Ce n'était pas un hasard, pensa-t-elle. Surtout en cette veille de la Toussaint, période de fête des morts. Surtout après les jours étranges qu'elle venait de vivre.  Elle devait prendre du recul. C'est ce que sa mère lui conseillerait. Prendre le temps d'évaluer la situation avant de s'y lancer tête baissée. Bien que se montrant pleine de confiance en elle devant le professeur Beaumont, la réalité était tout autre. Bien souvent elle doutait d'elle, particulièrement depuis l'échec sentimental qui l'avait tant marquée.

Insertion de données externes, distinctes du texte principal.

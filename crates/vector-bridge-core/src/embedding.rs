//! Embedding provider abstraction and the two local provider variants.
//!
//! Every provider turns texts into unit vectors in the target index space.
//! Three variants exist, selected once from configuration as a
//! [`ProviderKind`]:
//!
//! - **Remote**: an HTTPS inference endpoint serving the same model that
//!   built the index (implemented in the application crate).
//! - **[`AdaptedLocalProvider`]**: a small local model projected through a
//!   [`SpaceAdapter`] into the target space.
//! - **[`PlainLocalProvider`]**: a local model at its native dimension,
//!   padded or truncated by [`reconcile`]. Lowest retrieval quality.
//!
//! Local inference backends implement [`LocalEncoder`]; the providers here
//! are generic over it. Query/passage prefixing is not a provider concern:
//! callers apply a [`PrefixPolicy`](crate::prefix::PrefixPolicy) first.

use std::sync::Arc;

use async_trait::async_trait;
use serde::{Deserialize, Serialize};
use tracing::warn;

use crate::adapter::SpaceAdapter;
use crate::error::{BridgeError, Result};
use crate::prefix::PrefixPolicy;
use crate::vector::reconcile;

/// Which embedding path a provider implements.
#[derive(Debug, Clone, Copy, PartialEq, Eq, Hash, Serialize, Deserialize)]
#[serde(rename_all = "kebab-case")]
pub enum ProviderKind {
    Remote,
    AdaptedLocal,
    Local,
}

impl ProviderKind {
    pub fn as_str(self) -> &'static str {
        match self {
            ProviderKind::Remote => "remote",
            ProviderKind::AdaptedLocal => "adapted-local",
            ProviderKind::Local => "local",
        }
    }
}

impl std::fmt::Display for ProviderKind {
    fn fmt(&self, f: &mut std::fmt::Formatter<'_>) -> std::fmt::Result {
        f.write_str(self.as_str())
    }
}

/// Produces unit vectors in the target index space.
#[async_trait]
pub trait EmbeddingProvider: Send + Sync {
    fn kind(&self) -> ProviderKind;
    /// Model identifier (e.g. `"intfloat/multilingual-e5-large"`).
    fn model_name(&self) -> &str;
    /// Dimensionality of the returned vectors.
    fn dims(&self) -> usize;
    /// Embed a batch of texts, one vector per text in input order.
    async fn embed(&self, texts: &[String]) -> Result<Vec<Vec<f32>>>;
}

/// A local embedding model running in-process.
#[async_trait]
pub trait LocalEncoder: Send + Sync {
    fn model_name(&self) -> &str;
    /// Native output dimensionality.
    fn dims(&self) -> usize;
    /// Encode texts into unit-normalized vectors at the native dimension.
    async fn encode(&self, texts: &[String]) -> Result<Vec<Vec<f32>>>;
}

// ============ Adapted Local Provider ============

/// Small local model + learned projection into the target space.
pub struct AdaptedLocalProvider {
    encoder: Arc<dyn LocalEncoder>,
    adapter: Arc<SpaceAdapter>,
}

impl AdaptedLocalProvider {
    /// # Errors
    ///
    /// [`BridgeError::Configuration`] when the adapter's output dimension is
    /// not `target_dim`, or the encoder's declared dimension is not the
    /// adapter's `small_dim`.
    pub fn new(
        encoder: Arc<dyn LocalEncoder>,
        adapter: Arc<SpaceAdapter>,
        target_dim: usize,
    ) -> Result<Self> {
        if adapter.target_dim() != target_dim {
            return Err(BridgeError::Configuration(format!(
                "space adapter projects to {} dimensions but the index has {}",
                adapter.target_dim(),
                target_dim
            )));
        }
        if encoder.dims() != adapter.small_dim() {
            return Err(BridgeError::Configuration(format!(
                "local model '{}' produces {} dimensions but the adapter expects {}",
                encoder.model_name(),
                encoder.dims(),
                adapter.small_dim()
            )));
        }
        Ok(Self { encoder, adapter })
    }
}

#[async_trait]
impl EmbeddingProvider for AdaptedLocalProvider {
    fn kind(&self) -> ProviderKind {
        ProviderKind::AdaptedLocal
    }
    fn model_name(&self) -> &str {
        self.encoder.model_name()
    }
    fn dims(&self) -> usize {
        self.adapter.target_dim()
    }

    async fn embed(&self, texts: &[String]) -> Result<Vec<Vec<f32>>> {
        let small = self.encoder.encode(texts).await?;
        small.iter().map(|x| self.adapter.project(x)).collect()
    }
}

// ============ Plain Local Provider ============

/// Local model at native dimension, reconciled to the target dimension.
pub struct PlainLocalProvider {
    encoder: Arc<dyn LocalEncoder>,
    target_dim: usize,
}

impl PlainLocalProvider {
    pub fn new(encoder: Arc<dyn LocalEncoder>, target_dim: usize) -> Self {
        if encoder.dims() != target_dim {
            warn!(
                model = encoder.model_name(),
                native_dim = encoder.dims(),
                target_dim,
                "plain local embeddings will be padded/truncated; expect degraded retrieval"
            );
        }
        Self {
            encoder,
            target_dim,
        }
    }
}

#[async_trait]
impl EmbeddingProvider for PlainLocalProvider {
    fn kind(&self) -> ProviderKind {
        ProviderKind::Local
    }
    fn model_name(&self) -> &str {
        self.encoder.model_name()
    }
    fn dims(&self) -> usize {
        self.target_dim
    }

    async fn embed(&self, texts: &[String]) -> Result<Vec<Vec<f32>>> {
        let native = self.encoder.encode(texts).await?;
        native
            .into_iter()
            .map(|v| reconcile(v, self.target_dim))
            .collect()
    }
}

// ============ Helpers ============

/// Embed one query with the model family's query prefix applied.
pub async fn embed_query(
    provider: &dyn EmbeddingProvider,
    policy: &PrefixPolicy,
    text: &str,
) -> Result<Vec<f32>> {
    provider
        .embed(&[policy.query(text)])
        .await?
        .into_iter()
        .next()
        .ok_or_else(|| BridgeError::TransientProvider("empty embedding response".into()))
}

/// Embed passages with the model family's passage prefix applied.
pub async fn embed_passages(
    provider: &dyn EmbeddingProvider,
    policy: &PrefixPolicy,
    texts: &[String],
) -> Result<Vec<Vec<f32>>> {
    provider.embed(&policy.passages(texts)).await
}

/// Fail with [`BridgeError::DegenerateInput`] unless `vector` has `expected` components.
pub fn ensure_dim(vector: &[f32], expected: usize) -> Result<()> {
    if vector.len() != expected {
        return Err(BridgeError::DegenerateInput(format!(
            "embedding dimension {} does not match index dimension {}",
            vector.len(),
            expected
        )));
    }
    Ok(())
}
//! fastembed-backed local encoder (primary platforms).
//!
//! The ONNX model is downloaded on first use and cached by fastembed; after
//! that inference is fully offline. The loaded model is kept for the life of
//! the encoder and every call runs on the blocking thread pool.

use std::sync::{Arc, Mutex};

use async_trait::async_trait;
use fastembed::{EmbeddingModel, InitOptions, TextEmbedding};
use tracing::info;

use vector_bridge_core::embedding::LocalEncoder;
use vector_bridge_core::error::{BridgeError, Result};
use vector_bridge_core::vector::l2_normalize;

/// Local encoder running a fastembed model in-process.
pub struct FastembedEncoder {
    model_name: String,
    dims: usize,
    batch_size: usize,
    model: Arc<Mutex<TextEmbedding>>,
}

impl FastembedEncoder {
    /// Load (downloading if needed) the named model.
    pub async fn load(model_name: &str, dims: usize, batch_size: usize) -> Result<Self> {
        let fastembed_model = config_to_fastembed_model(model_name)?;
        let name = model_name.to_string();
        let model = tokio::task::spawn_blocking(move || {
            TextEmbedding::try_new(
                InitOptions::new(fastembed_model).with_show_download_progress(true),
            )
        })
        .await
        .map_err(|e| BridgeError::Configuration(format!("local model loader panicked: {e}")))?
        .map_err(|e| {
            BridgeError::Configuration(format!(
                "failed to initialize local embedding model '{name}': {e}"
            ))
        })?;

        info!(model = %model_name, dims, "local embedding model loaded");
        Ok(Self {
            model_name: model_name.to_string(),
            dims,
            batch_size,
            model: Arc::new(Mutex::new(model)),
        })
    }
}

#[async_trait]
impl LocalEncoder for FastembedEncoder {
    fn model_name(&self) -> &str {
        &self.model_name
    }
    fn dims(&self) -> usize {
        self.dims
    }

    async fn encode(&self, texts: &[String]) -> Result<Vec<Vec<f32>>> {
        if texts.is_empty() {
            return Ok(Vec::new());
        }
        let model = Arc::clone(&self.model);
        let texts = texts.to_vec();
        let batch_size = self.batch_size;

        let mut embeddings = tokio::task::spawn_blocking(move || {
            let mut guard = model
                .lock()
                .map_err(|_| BridgeError::TransientProvider("local model lock poisoned".into()))?;
            guard
                .embed(texts, Some(batch_size))
                .map_err(|e| BridgeError::TransientProvider(format!("local embedding failed: {e}")))
        })
        .await
        .map_err(|e| BridgeError::TransientProvider(format!("local embedding task failed: {e}")))??;

        for v in &mut embeddings {
            l2_normalize(v);
        }
        Ok(embeddings)
    }
}

/// Map a configured model identifier to its fastembed model.
pub(crate) fn config_to_fastembed_model(name: &str) -> Result<EmbeddingModel> {
    match name {
        "paraphrase-multilingual-minilm-l12-v2" => Ok(EmbeddingModel::ParaphraseMLMiniLML12V2),
        "paraphrase-multilingual-mpnet-base-v2" => Ok(EmbeddingModel::ParaphraseMLMpnetBaseV2),
        "all-minilm-l6-v2" => Ok(EmbeddingModel::AllMiniLML6V2),
        "bge-small-en-v1.5" => Ok(EmbeddingModel::BGESmallENV15),
        "bge-base-en-v1.5" => Ok(EmbeddingModel::BGEBaseENV15),
        "multilingual-e5-small" => Ok(EmbeddingModel::MultilingualE5Small),
        "multilingual-e5-base" => Ok(EmbeddingModel::MultilingualE5Base),
        "multilingual-e5-large" => Ok(EmbeddingModel::MultilingualE5Large),
        other => Err(BridgeError::Configuration(format!(
            "Unknown local embedding model: '{other}'. Supported models: \
             paraphrase-multilingual-minilm-l12-v2, paraphrase-multilingual-mpnet-base-v2, \
             all-minilm-l6-v2, bge-small-en-v1.5, bge-base-en-v1.5, \
             multilingual-e5-small, multilingual-e5-base, multilingual-e5-large"
        ))),
    }
}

Ecoutant son instinct, elle se saisi d'un sac de voyage et y fourra en vitesse tout ce dont elle aurait besoin pour quelques jours. Eteignit les lumières de son studio, ferma la porte à clé et s'engouffra dans l'escalier sans se retourner. Si elle se dépêchait, elle pourrait avoir le train de 10h30.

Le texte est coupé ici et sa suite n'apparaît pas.